Mehr als drei Viertel der befragten Zentralbanken, d.h. 16 von 21, gehen davon aus, dass die Inflation bis zum Jahresende immer noch über dem Zielwert liegen wird. In der vierteljährlichen Umfrage vom Januar waren es noch 10.

Die Ökonomen erwarten nach wie vor, dass die wichtigsten Zentralbanken die Zinssätze entweder in diesem oder im nächsten Quartal senken werden, was im Großen und Ganzen mit den Preisen an den Finanzmärkten übereinstimmt. Die meisten erwarten nun aber weniger Zinssenkungen bis zum Jahresende, da die Inflation weiterhin hartnäckig ist.

Es wird erwartet, dass die US-Notenbank im September mit den Zinssenkungen beginnt und diese im 4. Quartal noch einmal vornimmt. Das ist deutlich später als der Beginn im März und die insgesamt sechs Zinssenkungen, die die Finanzmärkte zu Beginn des Jahres eingepreist hatten.

Im Januar hatte der Reuters-Konsens einen bescheideneren Ausblick mit vier Kürzungen ab Juni gegeben.

Trotz des schwachen BIP-Wachstums im ersten Quartal, das am Donnerstag gemeldet wurde, bestand das Risiko, dass die Fed in diesem Jahr weniger Zinssenkungen vornehmen würde, da die zugrunde liegenden Inflationsdaten, die den Bericht begleiteten, darauf hindeuteten, dass der Druck zunimmt und nicht nachlässt.

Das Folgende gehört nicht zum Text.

//! Processor status register.
//!
//! Seven condition bits packed into one byte. Bit 7 is reserved and keeps
//! whatever value it was initialized with.

use bitflags::bitflags;
use serde::{Deserialize, Serialize};

bitflags! {
    /// Individual status bits.
    #[derive(Debug, Clone, Copy, PartialEq, Eq, Hash)]
    pub struct Flag: u8 {
        const CARRY = 0b0000_0001;
        const ZERO = 0b0000_0010;
        const INTERRUPT_DISABLE = 0b0000_0100;
        const DECIMAL = 0b0000_1000;
        const BREAK = 0b0001_0000;
        const OVERFLOW = 0b0010_0000;
        const NEGATIVE = 0b0100_0000;
    }
}

/// The status register.
///
/// Serializes as its raw byte.
#[derive(Clone, Copy, PartialEq, Eq, Serialize, Deserialize)]
#[serde(from = "u8", into = "u8")]
pub struct Status {
    flags: Flag,
}

impl Status {
    /// All flags cleared.
    pub const fn new() -> Self {
        Self {
            flags: Flag::empty(),
        }
    }

    /// Build from a raw byte, reserved bit included.
    pub const fn from_bits(bits: u8) -> Self {
        Self {
            flags: Flag::from_bits_retain(bits),
        }
    }

    /// Raw byte value.
    pub const fn bits(&self) -> u8 {
        self.flags.bits()
    }

    /// True if every bit of `flag` is set.
    pub fn get(&self, flag: Flag) -> bool {
        self.flags.contains(flag)
    }

    pub fn set(&mut self, flag: Flag, value: bool) {
        self.flags.set(flag, value);
    }

    /// Set Z and N from a value just written to a register.
    pub fn update_zero_negative(&mut self, value: u8) {
        self.set(Flag::ZERO, value == 0);
        self.set(Flag::NEGATIVE, value & 0x80 != 0);
    }

    pub fn carry(&self) -> bool {
        self.get(Flag::CARRY)
    }

    pub fn set_carry(&mut self, value: bool) {
        self.set(Flag::CARRY, value);
    }

    pub fn zero(&self) -> bool {
        self.get(Flag::ZERO)
    }

    pub fn set_zero(&mut self, value: bool) {
        self.set(Flag::ZERO, value);
    }

    pub fn interrupt_disable(&self) -> bool {
        self.get(Flag::INTERRUPT_DISABLE)
    }

    pub fn set_interrupt_disable(&mut self, value: bool) {
        self.set(Flag::INTERRUPT_DISABLE, value);
    }

    pub fn decimal(&self) -> bool {
        self.get(Flag::DECIMAL)
    }

    pub fn set_decimal(&mut self, value: bool) {
        self.set(Flag::DECIMAL, value);
    }

    pub fn break_command(&self) -> bool {
        self.get(Flag::BREAK)
    }

    pub fn set_break_command(&mut self, value: bool) {
        self.set(Flag::BREAK, value);
    }

    pub fn overflow(&self) -> bool {
        self.get(Flag::OVERFLOW)
    }

    pub fn set_overflow(&mut self, value: bool) {
        self.set(Flag::OVERFLOW, value);
    }

    pub fn negative(&self) -> bool {
        self.get(Flag::NEGATIVE)
    }

    pub fn set_negative(&mut self, value: bool) {
        self.set(Flag::NEGATIVE, value);
    }

    /// Named flags in display order.
    pub fn named(&self) -> [(char, bool); 7] {
        [
            ('C', self.carry()),
            ('Z', self.zero()),
            ('I', self.interrupt_disable()),
            ('D', self.decimal()),
            ('B', self.break_command()),
            ('V', self.overflow()),
            ('N', self.negative()),
        ]
    }
}

impl Default for Status {
    fn default() -> Self {
        Self::new()
    }
}

impl From<u8> for Status {
    fn from(bits: u8) -> Self {
        Self::from_bits(bits)
    }
}

impl From<Status> for u8 {
    fn from(status: Status) -> Self {
        status.bits()
    }
}

impl std::fmt::Debug for Status {
    fn fmt(&self, f: &mut std::fmt::Formatter<'_>) -> std::fmt::Result {
        write!(f, "P=")?;
        for (name, set) in self.named().iter().rev() {
            if *set {
                write!(f, "{}", name)?;
            } else {
                write!(f, "{}", name.to_ascii_lowercase())?;
            }
        }
        write!(f, " (0x{:02X})", self.bits())
    }
}

#[cfg(test)]
mod tests {
    use super::*;

    #[test]
    fn test_flags_independent() {
        let all = [
            Flag::CARRY,
            Flag::ZERO,
            Flag::INTERRUPT_DISABLE,
            Flag::DECIMAL,
            Flag::BREAK,
            Flag::OVERFLOW,
            Flag::NEGATIVE,
        ];

        for flag in all {
            let mut status = Status::new();
            status.set(flag, true);
            assert_eq!(status.bits(), flag.bits());
            for other in all.iter().filter(|&&o| o != flag) {
                assert!(!status.get(*other));
            }
            status.set(flag, false);
            assert_eq!(status.bits(), 0);
        }
    }

    #[test]
    fn test_named_accessors() {
        let mut status = Status::new();
        status.set_carry(true);
        status.set_overflow(true);
        status.set_decimal(true);
        assert!(status.carry() && status.overflow() && status.decimal());
        assert!(!status.zero() && !status.negative() && !status.break_command());
        assert_eq!(status.bits(), 0b0010_1001);

        status.set_interrupt_disable(true);
        status.set_break_command(true);
        assert!(status.interrupt_disable() && status.break_command());
    }

    #[test]
    fn test_update_zero_negative() {
        let mut status = Status::new();

        status.update_zero_negative(0x00);
        assert!(status.zero());
        assert!(!status.negative());

        status.update_zero_negative(0x80);
        assert!(!status.zero());
        assert!(status.negative());

        status.update_zero_negative(0x42);
        assert!(!status.zero());
        assert!(!status.negative());
    }

    #[test]
    fn test_reserved_bit_preserved() {
        let mut status = Status::from_bits(0x80);
        status.update_zero_negative(0xFF);
        status.set_carry(true);
        assert_eq!(status.bits(), 0x80 | 0x40 | 0x01);
    }

    #[test]
    fn test_set_clear_keeps_other_bits() {
        let mut status = Status::from_bits(0xFF);
        status.set(Flag::ZERO | Flag::CARRY, false);
        assert_eq!(status.bits(), 0xFC);
        assert!(!status.get(Flag::ZERO | Flag::NEGATIVE));
        assert!(status.get(Flag::NEGATIVE | Flag::OVERFLOW));
        assert_eq!(u8::from(status), 0xFC);
        assert_eq!(Status::from(0xFCu8), status);
    }

    #[test]
    fn test_debug_format() {
        let mut status = Status::new();
        status.set_zero(true);
        assert_eq!(format!("{:?}", status), "P=nvbdiZc (0x02)");
    }
}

Für die Europäische Zentralbank wurde weiterhin prognostiziert, dass sie die Zinsen im Juni um 25 Basispunkte senken wird, gefolgt von zwei weiteren Zinssenkungen in der zweiten Jahreshälfte, um das Wachstum im Währungsblock zu stützen, für das 2024 nur ein durchschnittliches Wachstum von 0,5% erwartet wird.

Diese wachsende Kluft ist bereits im starken Dollar eingepreist, der in diesem Jahr gegenüber einem Währungskorb um über 4% gestiegen ist.

Eine Frage, die uns häufig gestellt wird, lautet: "Kann Europa vor der Fed mit den Zinssenkungen beginnen?", sagte James Rossiter, Leiter der globalen Makrostrategie bei TD Securities.

"Und ich würde sagen... wenn wir in der Geschichte zurückblicken, ob die EZB im Juni beginnt und die Fed im September, wird es so aussehen, als ob es Teil desselben Kürzungszyklus wäre."

Die Bank of England, die als erste der großen Zentralbanken die Kreditkosten im Dezember 2021 anhob, wird ebenfalls bis zum nächsten Quartal warten, um sie zu senken, so die Umfrage.